現在の貯蓄が100万円となり、今年からお子さんの大学費用として年間120万円が発生し、さらに住宅ローンの支払いも毎月20万円ある。しかも、ご本人は役職定年となり、予定より早い退職となってしまう。ここだけを考えれば、確かに不安に感じるはず。しかし、大学費用は4年で終了、住宅ローンはあと5年で完済となります。

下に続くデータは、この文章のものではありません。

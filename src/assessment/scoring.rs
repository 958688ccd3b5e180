//! Per-answer scoring and per-level aggregation

use serde::{Deserialize, Serialize};

use crate::assessment::problem::LevelId;

/// Outcome of comparing a submitted sequence with the expected one
#[derive(Debug, Clone, Copy, Serialize, Deserialize, PartialEq)]
#[serde(rename_all = "camelCase")]
pub struct ScoreResult {
    /// Exact, same-length, same-order match
    pub is_correct: bool,
    /// Fraction of positions that match, in [0, 1]
    pub similarity: f64,
}

/// Score a submitted recall attempt.
///
/// Positions are compared pairwise up to the shorter of the two sequences and
/// the match count is divided by the expected length. A length mismatch is
/// never an error, it only lowers the similarity.
pub fn score(submitted: &[usize], expected: &[usize]) -> ScoreResult {
    let is_correct = submitted == expected;
    let similarity = if expected.is_empty() {
        0.0
    } else {
        let matches = submitted
            .iter()
            .zip(expected.iter())
            .filter(|(s, e)| s == e)
            .count();
        matches as f64 / expected.len() as f64
    };
    ScoreResult { is_correct, similarity }
}

/// Accumulated results for one level within one battery attempt
#[derive(Debug, Clone, Serialize, Deserialize, PartialEq)]
#[serde(rename_all = "camelCase")]
pub struct ScoreBucket {
    pub level: LevelId,
    pub level_name: String,
    pub correct: u32,
    pub wrong: u32,
    pub similarities: Vec<f64>,
}

impl ScoreBucket {
    pub fn new(level: LevelId, level_name: &str) -> Self {
        Self {
            level,
            level_name: level_name.to_string(),
            correct: 0,
            wrong: 0,
            similarities: Vec::new(),
        }
    }

    /// Record one scored answer
    pub fn record(&mut self, result: &ScoreResult) {
        if result.is_correct {
            self.correct += 1;
        } else {
            self.wrong += 1;
        }
        self.similarities.push(result.similarity);
    }
}

/// Per-level statistics written to the result store
#[derive(Debug, Clone, Serialize, Deserialize, PartialEq)]
#[serde(rename_all = "camelCase")]
pub struct LevelSummary {
    pub level: LevelId,
    pub level_name: String,
    pub correct: u32,
    pub wrong: u32,
    pub avg_similarity: f64,
}

/// Round to 4 decimal digits
pub fn round4(value: f64) -> f64 {
    (value * 10_000.0).round() / 10_000.0
}

/// Collapse score buckets into per-level summaries, skipping levels with no attempts
pub fn aggregate(buckets: &[ScoreBucket]) -> Vec<LevelSummary> {
    buckets
        .iter()
        .filter(|bucket| !bucket.similarities.is_empty())
        .map(|bucket| {
            let mean = bucket.similarities.iter().sum::<f64>() / bucket.similarities.len() as f64;
            LevelSummary {
                level: bucket.level,
                level_name: bucket.level_name.clone(),
                correct: bucket.correct,
                wrong: bucket.wrong,
                avg_similarity: round4(mean),
            }
        })
        .collect()
}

つまり、それ以降は年間コスト360万円を貯蓄に回すことができます。少なくとも、貯蓄が少ないという問題は、この時点で解消されます。ちなみに、退職予定の56歳のとき、退職金1100万円を加えると、4000万円の資金が手元にあることになります。
また、資産的に老後を乗り切れるかどうかという点については、実際にシミュレーションをしてみました。設定として退職後は就職せず、公的年金支給までは収入はマンションの賃貸料だけとします。また、56歳の退職時以降は、生活費は「月10万円程度」を想定されているとのことですが、基本生活費として月14万円ほど。それに加えて、自宅とマンションの関連経費、現在ボーナスから捻出しているご両親へのお小遣い、海外旅行費用など、さらに社会保険料(国民健康保険料、国民年金保険料)を加算し、年間支出を400万円程度としました。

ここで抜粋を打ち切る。